─── Exercise inputs ───

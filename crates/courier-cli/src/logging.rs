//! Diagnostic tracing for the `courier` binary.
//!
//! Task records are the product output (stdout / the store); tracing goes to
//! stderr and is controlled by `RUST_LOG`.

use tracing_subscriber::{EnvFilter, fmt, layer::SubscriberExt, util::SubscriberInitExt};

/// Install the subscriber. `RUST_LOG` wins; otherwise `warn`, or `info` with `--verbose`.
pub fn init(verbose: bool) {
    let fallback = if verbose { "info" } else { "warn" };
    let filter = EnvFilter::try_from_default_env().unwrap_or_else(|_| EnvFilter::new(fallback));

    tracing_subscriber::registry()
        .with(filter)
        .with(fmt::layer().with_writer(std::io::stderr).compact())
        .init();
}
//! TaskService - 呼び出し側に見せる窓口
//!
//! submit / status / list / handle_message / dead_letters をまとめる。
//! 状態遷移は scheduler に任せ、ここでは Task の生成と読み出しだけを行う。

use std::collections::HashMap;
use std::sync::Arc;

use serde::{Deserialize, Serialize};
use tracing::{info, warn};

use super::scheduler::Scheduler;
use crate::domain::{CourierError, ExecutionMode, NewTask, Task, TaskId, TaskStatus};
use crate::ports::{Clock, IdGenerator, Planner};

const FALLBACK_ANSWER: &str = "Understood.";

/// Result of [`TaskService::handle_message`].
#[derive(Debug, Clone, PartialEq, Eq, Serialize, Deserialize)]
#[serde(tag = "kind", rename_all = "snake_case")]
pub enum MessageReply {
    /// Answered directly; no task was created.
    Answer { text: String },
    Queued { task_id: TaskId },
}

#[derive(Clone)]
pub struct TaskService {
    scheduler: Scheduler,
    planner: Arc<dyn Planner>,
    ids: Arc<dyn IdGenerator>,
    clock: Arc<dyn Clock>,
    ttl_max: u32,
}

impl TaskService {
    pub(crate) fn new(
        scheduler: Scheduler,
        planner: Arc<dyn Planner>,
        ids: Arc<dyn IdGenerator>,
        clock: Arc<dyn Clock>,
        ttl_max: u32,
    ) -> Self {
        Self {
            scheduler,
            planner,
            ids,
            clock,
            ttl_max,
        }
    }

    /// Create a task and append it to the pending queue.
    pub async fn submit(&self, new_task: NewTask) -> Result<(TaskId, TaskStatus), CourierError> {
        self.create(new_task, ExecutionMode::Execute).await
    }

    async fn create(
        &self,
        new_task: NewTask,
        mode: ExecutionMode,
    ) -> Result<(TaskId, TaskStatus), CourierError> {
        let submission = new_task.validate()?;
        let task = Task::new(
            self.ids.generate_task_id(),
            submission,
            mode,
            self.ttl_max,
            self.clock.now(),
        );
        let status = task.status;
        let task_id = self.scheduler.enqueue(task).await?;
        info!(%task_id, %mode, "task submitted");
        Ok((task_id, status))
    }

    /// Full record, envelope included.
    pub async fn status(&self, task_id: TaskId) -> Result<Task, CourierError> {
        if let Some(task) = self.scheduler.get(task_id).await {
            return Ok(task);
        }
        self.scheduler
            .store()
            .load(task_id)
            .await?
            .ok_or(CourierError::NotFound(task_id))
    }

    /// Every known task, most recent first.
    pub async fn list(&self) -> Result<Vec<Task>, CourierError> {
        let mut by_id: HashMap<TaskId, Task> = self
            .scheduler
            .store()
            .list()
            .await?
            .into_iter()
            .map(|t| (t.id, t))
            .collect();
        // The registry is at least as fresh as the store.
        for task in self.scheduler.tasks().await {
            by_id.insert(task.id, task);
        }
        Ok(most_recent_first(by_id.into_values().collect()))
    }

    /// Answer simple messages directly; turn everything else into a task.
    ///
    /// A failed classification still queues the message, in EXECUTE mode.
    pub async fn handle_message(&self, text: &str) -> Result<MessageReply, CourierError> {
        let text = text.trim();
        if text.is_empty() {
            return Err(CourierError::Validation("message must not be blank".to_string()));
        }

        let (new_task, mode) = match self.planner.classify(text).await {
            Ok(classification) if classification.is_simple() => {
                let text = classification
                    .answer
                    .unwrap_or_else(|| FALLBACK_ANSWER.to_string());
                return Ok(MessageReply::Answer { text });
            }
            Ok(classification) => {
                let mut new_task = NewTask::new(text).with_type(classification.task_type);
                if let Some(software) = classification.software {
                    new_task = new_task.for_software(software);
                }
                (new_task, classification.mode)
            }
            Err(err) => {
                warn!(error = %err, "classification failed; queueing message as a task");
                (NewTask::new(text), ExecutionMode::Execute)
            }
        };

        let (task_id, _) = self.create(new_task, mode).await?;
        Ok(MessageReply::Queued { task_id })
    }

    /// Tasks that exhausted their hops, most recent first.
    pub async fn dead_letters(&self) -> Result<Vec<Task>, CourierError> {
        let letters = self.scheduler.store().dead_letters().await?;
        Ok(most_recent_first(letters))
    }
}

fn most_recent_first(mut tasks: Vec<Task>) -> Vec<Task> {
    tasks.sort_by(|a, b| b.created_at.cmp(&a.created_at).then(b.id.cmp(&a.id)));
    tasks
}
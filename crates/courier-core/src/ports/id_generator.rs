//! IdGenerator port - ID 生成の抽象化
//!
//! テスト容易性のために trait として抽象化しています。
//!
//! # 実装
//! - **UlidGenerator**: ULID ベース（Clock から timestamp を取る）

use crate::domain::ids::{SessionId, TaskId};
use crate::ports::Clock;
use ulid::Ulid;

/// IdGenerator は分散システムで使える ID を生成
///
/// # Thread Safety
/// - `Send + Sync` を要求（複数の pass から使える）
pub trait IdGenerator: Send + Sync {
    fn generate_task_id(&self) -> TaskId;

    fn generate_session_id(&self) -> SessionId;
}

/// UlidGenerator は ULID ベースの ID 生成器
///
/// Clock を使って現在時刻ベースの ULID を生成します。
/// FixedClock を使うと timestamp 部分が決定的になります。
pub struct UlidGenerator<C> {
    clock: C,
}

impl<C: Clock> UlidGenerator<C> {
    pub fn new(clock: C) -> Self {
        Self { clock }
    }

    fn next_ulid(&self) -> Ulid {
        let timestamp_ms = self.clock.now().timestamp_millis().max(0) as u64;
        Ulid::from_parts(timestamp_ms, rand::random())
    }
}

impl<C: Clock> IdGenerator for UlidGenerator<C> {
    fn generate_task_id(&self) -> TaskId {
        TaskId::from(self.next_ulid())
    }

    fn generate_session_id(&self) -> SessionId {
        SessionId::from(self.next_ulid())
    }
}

───
─── Exercise inputs ───

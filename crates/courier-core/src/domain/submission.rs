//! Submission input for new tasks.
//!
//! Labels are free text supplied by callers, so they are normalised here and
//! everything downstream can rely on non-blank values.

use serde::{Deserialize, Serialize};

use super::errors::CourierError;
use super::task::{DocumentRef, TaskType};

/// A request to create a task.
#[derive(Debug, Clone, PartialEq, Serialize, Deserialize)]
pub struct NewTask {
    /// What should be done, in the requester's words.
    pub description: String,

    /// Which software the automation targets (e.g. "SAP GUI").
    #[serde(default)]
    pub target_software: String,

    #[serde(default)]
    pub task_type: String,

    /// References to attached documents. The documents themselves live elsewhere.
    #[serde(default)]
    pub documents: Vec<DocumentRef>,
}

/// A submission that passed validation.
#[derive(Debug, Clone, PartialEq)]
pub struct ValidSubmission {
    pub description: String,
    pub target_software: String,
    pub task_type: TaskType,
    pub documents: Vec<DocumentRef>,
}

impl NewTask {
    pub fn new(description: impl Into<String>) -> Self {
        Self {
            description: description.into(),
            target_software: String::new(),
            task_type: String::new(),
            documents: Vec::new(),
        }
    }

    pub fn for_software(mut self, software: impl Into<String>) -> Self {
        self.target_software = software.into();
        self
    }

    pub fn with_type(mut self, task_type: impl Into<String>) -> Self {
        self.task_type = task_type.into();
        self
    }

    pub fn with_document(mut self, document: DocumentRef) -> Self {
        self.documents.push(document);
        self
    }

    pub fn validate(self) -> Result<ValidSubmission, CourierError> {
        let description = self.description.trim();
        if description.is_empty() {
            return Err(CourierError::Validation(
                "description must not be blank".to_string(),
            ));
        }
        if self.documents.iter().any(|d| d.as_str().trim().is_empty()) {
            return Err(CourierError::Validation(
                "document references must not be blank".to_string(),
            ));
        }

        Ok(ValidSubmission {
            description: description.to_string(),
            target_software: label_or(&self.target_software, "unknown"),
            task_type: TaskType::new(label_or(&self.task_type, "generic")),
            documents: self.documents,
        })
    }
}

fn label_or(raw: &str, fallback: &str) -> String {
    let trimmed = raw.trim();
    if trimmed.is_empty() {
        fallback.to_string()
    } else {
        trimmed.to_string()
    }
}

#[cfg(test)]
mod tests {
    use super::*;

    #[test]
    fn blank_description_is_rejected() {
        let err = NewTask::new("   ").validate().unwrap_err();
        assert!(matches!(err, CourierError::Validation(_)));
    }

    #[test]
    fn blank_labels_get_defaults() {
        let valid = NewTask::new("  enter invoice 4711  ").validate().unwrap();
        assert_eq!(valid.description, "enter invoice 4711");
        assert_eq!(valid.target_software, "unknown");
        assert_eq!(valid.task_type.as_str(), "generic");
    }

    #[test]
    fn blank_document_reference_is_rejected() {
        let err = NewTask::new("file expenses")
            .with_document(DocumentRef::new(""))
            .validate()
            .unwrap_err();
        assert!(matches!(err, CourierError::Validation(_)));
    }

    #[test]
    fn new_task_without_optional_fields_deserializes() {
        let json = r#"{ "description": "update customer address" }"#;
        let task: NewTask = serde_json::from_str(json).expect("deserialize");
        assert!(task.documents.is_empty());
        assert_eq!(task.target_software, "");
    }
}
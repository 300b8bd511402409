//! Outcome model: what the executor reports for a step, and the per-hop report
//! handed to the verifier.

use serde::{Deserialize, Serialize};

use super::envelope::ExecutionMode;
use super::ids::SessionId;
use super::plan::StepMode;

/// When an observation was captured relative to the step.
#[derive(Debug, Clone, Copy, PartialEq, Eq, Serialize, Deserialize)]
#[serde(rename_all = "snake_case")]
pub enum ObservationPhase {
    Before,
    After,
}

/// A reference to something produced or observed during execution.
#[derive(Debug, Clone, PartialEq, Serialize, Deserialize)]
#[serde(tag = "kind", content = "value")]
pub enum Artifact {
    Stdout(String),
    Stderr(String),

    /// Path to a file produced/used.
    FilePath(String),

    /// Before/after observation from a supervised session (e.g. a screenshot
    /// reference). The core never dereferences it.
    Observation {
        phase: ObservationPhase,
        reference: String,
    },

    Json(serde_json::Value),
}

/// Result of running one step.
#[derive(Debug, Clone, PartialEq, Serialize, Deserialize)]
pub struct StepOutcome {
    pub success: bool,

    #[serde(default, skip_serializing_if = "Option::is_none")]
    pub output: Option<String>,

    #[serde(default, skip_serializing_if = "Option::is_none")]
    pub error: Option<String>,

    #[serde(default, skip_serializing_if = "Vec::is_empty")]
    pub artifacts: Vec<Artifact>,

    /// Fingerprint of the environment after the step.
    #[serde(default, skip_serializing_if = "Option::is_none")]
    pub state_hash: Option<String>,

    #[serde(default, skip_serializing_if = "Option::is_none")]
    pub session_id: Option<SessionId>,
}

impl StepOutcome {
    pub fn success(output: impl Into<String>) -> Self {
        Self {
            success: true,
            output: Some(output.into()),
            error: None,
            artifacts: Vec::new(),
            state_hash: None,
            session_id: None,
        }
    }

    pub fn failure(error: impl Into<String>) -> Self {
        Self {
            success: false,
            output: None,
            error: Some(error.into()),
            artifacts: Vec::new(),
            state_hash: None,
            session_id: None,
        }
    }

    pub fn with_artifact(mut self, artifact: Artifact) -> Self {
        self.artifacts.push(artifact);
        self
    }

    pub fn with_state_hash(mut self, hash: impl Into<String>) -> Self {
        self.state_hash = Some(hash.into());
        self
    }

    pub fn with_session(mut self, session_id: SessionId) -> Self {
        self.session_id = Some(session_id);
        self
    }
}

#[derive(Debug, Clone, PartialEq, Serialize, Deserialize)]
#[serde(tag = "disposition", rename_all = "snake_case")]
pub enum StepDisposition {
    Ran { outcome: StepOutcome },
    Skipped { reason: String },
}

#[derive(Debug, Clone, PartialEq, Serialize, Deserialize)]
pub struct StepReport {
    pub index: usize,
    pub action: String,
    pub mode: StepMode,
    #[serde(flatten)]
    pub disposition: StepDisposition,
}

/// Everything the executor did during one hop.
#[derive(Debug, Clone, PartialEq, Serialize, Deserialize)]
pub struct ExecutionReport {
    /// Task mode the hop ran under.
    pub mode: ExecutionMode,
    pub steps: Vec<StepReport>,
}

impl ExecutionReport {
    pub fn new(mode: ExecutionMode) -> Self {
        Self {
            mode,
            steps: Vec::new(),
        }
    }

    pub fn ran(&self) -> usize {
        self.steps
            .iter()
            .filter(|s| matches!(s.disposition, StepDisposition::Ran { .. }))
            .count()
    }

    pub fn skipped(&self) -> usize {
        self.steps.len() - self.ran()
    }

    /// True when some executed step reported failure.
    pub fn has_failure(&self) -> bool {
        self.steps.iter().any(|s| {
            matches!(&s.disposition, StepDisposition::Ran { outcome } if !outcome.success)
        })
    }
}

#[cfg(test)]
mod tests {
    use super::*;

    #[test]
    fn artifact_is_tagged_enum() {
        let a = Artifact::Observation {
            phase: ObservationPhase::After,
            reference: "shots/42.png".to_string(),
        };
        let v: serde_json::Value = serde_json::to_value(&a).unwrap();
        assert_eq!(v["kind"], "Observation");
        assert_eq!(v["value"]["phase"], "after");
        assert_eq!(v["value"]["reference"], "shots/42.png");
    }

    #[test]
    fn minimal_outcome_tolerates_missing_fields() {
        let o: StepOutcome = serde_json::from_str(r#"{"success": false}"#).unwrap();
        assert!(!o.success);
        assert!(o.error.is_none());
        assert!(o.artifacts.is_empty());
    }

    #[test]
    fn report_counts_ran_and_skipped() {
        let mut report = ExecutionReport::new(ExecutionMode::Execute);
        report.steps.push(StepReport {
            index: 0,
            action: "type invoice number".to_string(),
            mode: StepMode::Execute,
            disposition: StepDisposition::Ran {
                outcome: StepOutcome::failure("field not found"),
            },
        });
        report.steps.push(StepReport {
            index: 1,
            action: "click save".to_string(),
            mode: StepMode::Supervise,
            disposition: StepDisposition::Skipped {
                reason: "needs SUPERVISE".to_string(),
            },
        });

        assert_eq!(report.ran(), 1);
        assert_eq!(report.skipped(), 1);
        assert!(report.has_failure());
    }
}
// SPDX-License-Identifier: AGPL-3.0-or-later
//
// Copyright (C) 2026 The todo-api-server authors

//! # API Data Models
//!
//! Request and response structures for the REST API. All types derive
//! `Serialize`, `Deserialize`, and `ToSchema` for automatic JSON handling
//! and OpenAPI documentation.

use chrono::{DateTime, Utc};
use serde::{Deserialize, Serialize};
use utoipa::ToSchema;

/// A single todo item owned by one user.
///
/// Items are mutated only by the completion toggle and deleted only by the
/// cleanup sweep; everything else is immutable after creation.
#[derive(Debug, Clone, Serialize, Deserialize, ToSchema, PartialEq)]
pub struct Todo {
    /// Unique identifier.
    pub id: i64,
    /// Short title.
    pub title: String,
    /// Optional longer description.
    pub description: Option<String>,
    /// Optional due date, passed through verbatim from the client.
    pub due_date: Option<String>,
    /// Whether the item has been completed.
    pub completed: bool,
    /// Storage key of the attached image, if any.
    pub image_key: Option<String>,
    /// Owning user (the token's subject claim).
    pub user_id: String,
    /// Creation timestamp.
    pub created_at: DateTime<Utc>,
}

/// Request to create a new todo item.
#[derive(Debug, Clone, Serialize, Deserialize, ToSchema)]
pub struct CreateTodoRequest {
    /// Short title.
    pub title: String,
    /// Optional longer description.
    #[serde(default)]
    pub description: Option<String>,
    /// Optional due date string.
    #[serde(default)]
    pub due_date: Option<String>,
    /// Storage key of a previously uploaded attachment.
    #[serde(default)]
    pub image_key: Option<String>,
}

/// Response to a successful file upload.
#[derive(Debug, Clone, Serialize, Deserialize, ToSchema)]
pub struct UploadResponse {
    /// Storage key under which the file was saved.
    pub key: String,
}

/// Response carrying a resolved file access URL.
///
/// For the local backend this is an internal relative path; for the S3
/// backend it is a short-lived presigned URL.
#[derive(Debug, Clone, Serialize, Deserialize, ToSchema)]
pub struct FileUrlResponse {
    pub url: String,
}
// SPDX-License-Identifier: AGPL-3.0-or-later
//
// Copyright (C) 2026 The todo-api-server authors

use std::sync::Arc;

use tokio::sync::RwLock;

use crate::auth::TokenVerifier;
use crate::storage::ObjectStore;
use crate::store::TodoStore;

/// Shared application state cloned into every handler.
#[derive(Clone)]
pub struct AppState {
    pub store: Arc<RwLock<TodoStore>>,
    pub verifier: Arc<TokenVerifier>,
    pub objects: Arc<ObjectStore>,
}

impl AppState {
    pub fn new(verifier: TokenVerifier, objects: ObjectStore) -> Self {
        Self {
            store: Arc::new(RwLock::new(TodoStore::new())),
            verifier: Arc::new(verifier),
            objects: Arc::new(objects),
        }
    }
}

───

→ Prompt:
Among the entries, find each line that includes the string "warn" and copy it.

→ Solution to the problem:
/// Install the subscriber. `RUST_LOG` wins; otherwise `warn`, or `info` with `--verbose`.
    let fallback = if verbose { "info" } else { "warn" };
use tracing::{info, warn};
                warn!(error = %err, "classification failed; queueing message as a task");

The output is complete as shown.